What HAVE they been doing ? says
“BIND — is itself some of the most poorly written garbage in the history of the internet”
=====
The maintainer of BIND is a high-school drop-out. He apparently recently procured a .PhD from a .JAPAN University and a Professor who is a long-time I* insider.
With that .PhD the I* insiders can fool a lot of people who do not look past labels.
“what you would do if you really cared and were acting the public interest, instead of furthering your own agenda”
….probably be working with the IEEE and US FCC to build new Internets that work based on solid engineering?
Sam says
Great to see ICANN listening to the community!
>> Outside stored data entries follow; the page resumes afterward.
pub mod collection;
pub mod config;
pub mod controller;
pub mod error;
pub mod events;
pub mod particles;
pub mod processing {
    pub mod color;
    pub mod layout;
    pub mod resample;
}
pub mod scan;
pub mod tasks {
    pub mod frame_loop;
    pub mod loader;
}
pub mod transition;

pub use controller::{Controller, Snapshot};
pub use error::Error;
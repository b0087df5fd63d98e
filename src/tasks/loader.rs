use std::collections::HashSet;
use std::fs::File;
use std::io::BufReader;
use std::path::{Path, PathBuf};

use anyhow::Result;
use image::{RgbaImage, imageops};
use tokio::select;
use tokio::sync::mpsc::{Receiver, Sender};
use tokio::task::JoinSet;
use tokio_util::sync::CancellationToken;
use tracing::{debug, info, warn};

use crate::config::LoaderOptions;
use crate::error::Error;
use crate::events::{ImageLoaded, InvalidImage, LoadImage};
use crate::particles::raster::RasterImage;
use crate::processing::resample::downscale_to_fit;

/// Decodes `path` to RGBA8, applies EXIF orientation and caps the longer side
/// at `max_dimension`.
pub fn decode_image(path: &Path, max_dimension: u32) -> Result<RasterImage, Error> {
    let name = display_name(path);
    let rgba = decode_rgba8_oriented(path).map_err(|err| Error::Decode {
        name: name.clone(),
        reason: err.to_string(),
    })?;
    let original = rgba.dimensions();
    let image = downscale_to_fit(RasterImage::from_rgba(name, rgba), max_dimension)?;
    debug!(
        path = %path.display(),
        original_w = original.0,
        original_h = original.1,
        width = image.width(),
        height = image.height(),
        "decoded image"
    );
    Ok(image)
}

fn display_name(path: &Path) -> String {
    path.file_name()
        .map(|n| n.to_string_lossy().into_owned())
        .unwrap_or_else(|| path.display().to_string())
}

fn decode_rgba8_oriented(path: &Path) -> Result<RgbaImage, image::ImageError> {
    let img = image::ImageReader::open(path)?
        .with_guessed_format()?
        .decode()?
        .to_rgba8();
    Ok(apply_orientation(img, read_orientation(path).unwrap_or(1)))
}

/// Maps an EXIF orientation tag onto the upright image. Unknown values pass through.
fn apply_orientation(img: RgbaImage, orientation: u16) -> RgbaImage {
    match orientation {
        2 => imageops::flip_horizontal(&img),
        3 => imageops::rotate180(&img),
        4 => imageops::flip_vertical(&img),
        5 => imageops::flip_horizontal(&imageops::rotate90(&img)),
        6 => imageops::rotate90(&img),
        7 => imageops::flip_horizontal(&imageops::rotate270(&img)),
        8 => imageops::rotate270(&img),
        _ => img,
    }
}

fn read_orientation(path: &Path) -> Option<u16> {
    let file = File::open(path).ok()?;
    let exif = exif::Reader::new()
        .read_from_container(&mut BufReader::new(file))
        .ok()?;
    let field = exif.get_field(exif::Tag::Orientation, exif::In::PRIMARY)?;
    let orientation = u16::try_from(field.value.get_uint(0)?).ok()?;
    debug!(path = %path.display(), orientation, "exif orientation");
    Some(orientation)
}

/// Decodes requested files on the blocking pool, at most
/// `max_concurrent_decodes` at a time, and forwards the results.
pub async fn run(
    mut load_rx: Receiver<LoadImage>,
    loaded_tx: Sender<ImageLoaded>,
    invalid_tx: Sender<InvalidImage>,
    cancel: CancellationToken,
    options: LoaderOptions,
) -> Result<()> {
    let LoaderOptions {
        max_dimension,
        max_concurrent_decodes,
    } = options;
    let max_in_flight = max_concurrent_decodes.max(1);
    let mut in_flight: HashSet<PathBuf> = HashSet::new();
    let mut tasks: JoinSet<(PathBuf, Result<RasterImage, String>)> = JoinSet::new();

    loop {
        select! {
            _ = cancel.cancelled() => break,

            Some(LoadImage(path)) = load_rx.recv(), if in_flight.len() < max_in_flight => {
                if in_flight.insert(path.clone()) {
                    tasks.spawn(async move {
                        let p = path.clone();
                        let res = tokio::task::spawn_blocking(move || decode_image(&p, max_dimension)).await;
                        let outcome = match res {
                            Ok(Ok(image)) => Ok(image),
                            Ok(Err(err)) => Err(err.to_string()),
                            Err(join) => Err(format!("decode task failed: {join}")),
                        };
                        (path, outcome)
                    });
                } else {
                    debug!(path = %path.display(), "already decoding; ignoring duplicate request");
                }
            }

            Some(joined) = tasks.join_next() => {
                let Ok((path, outcome)) = joined else {
                    continue;
                };
                in_flight.remove(&path);
                match outcome {
                    Ok(image) => {
                        info!(path = %path.display(), "image loaded");
                        if loaded_tx.send(ImageLoaded(image)).await.is_err() {
                            debug!("image receiver dropped; stopping loader");
                            break;
                        }
                    }
                    Err(reason) => {
                        warn!(path = %path.display(), %reason, "invalid image");
                        let _ = invalid_tx.send(InvalidImage { path, reason }).await;
                    }
                }
            }

            else => break,
        }
    }
    tasks.abort_all();
    Ok(())
}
Irrelevant of how much of a disaster Digital Archery was from the start.
Interesting to see those offering digital archery services for substantial sums are now distancing themselves.
I suppose there was some clause to cover this sort of outcome?
Me says
I don’t see any evidence of digital archery companies distancing themselves. ICANN canceling the program was certainly beyond their control. If I were one of these companies, I’d be quite peeved that I’d just lost months of time and effort tuning a system to get reliable results from an unreliable system. Sure, the technology may be useful elsewhere, but some of these companies have lost out on hundreds of thousands of dollars in revenue.
3D is my life says
Um, so if they’re not employing a digital archery system, how are they determining batches. I haven’t seen anything in any ICANN statement that addresses what they plan to do.
dumbdumb says
Haha. I saw that PhD line. He never attended college. How do you earn a PhD without going through undergrad (not to mention earning one from a univeristy Japan while living in the US)?
Over on CircleID, someone from the commercial version of BIND, starts with an N, is claiming they were the first to forsee cache poisioning and randomise source ports. Are you kidding me?
There’s a math professor in Chicago who makes these guys look like fools, he was randomising ports back in the 90’s. They don’t like him because he’s smarter than they are, his software is actually secure (unlike theirs), and… he has a real job. He’s not trolling on CircelID for gullible business customers.
Who fall for this type of thing? Geez, I don;t wanna know.
"haven’t seen anything in any ICANN statement" says
“if they’re not employing a digital archery system, how are they determining batches. I haven’t seen anything in any ICANN statement that addresses what they plan to do”
Anyone that thinks ICANN has any relevance at this point in time is out of touch with reality.
Yes, noobs may still make their way to ICANN meetings – to prove they do not know anything.
Like the IAHC – ICANN is finished – the CEO has left the building – thanks for playing
Pierre G says
Does is mean the New Gtld program is DEAD ???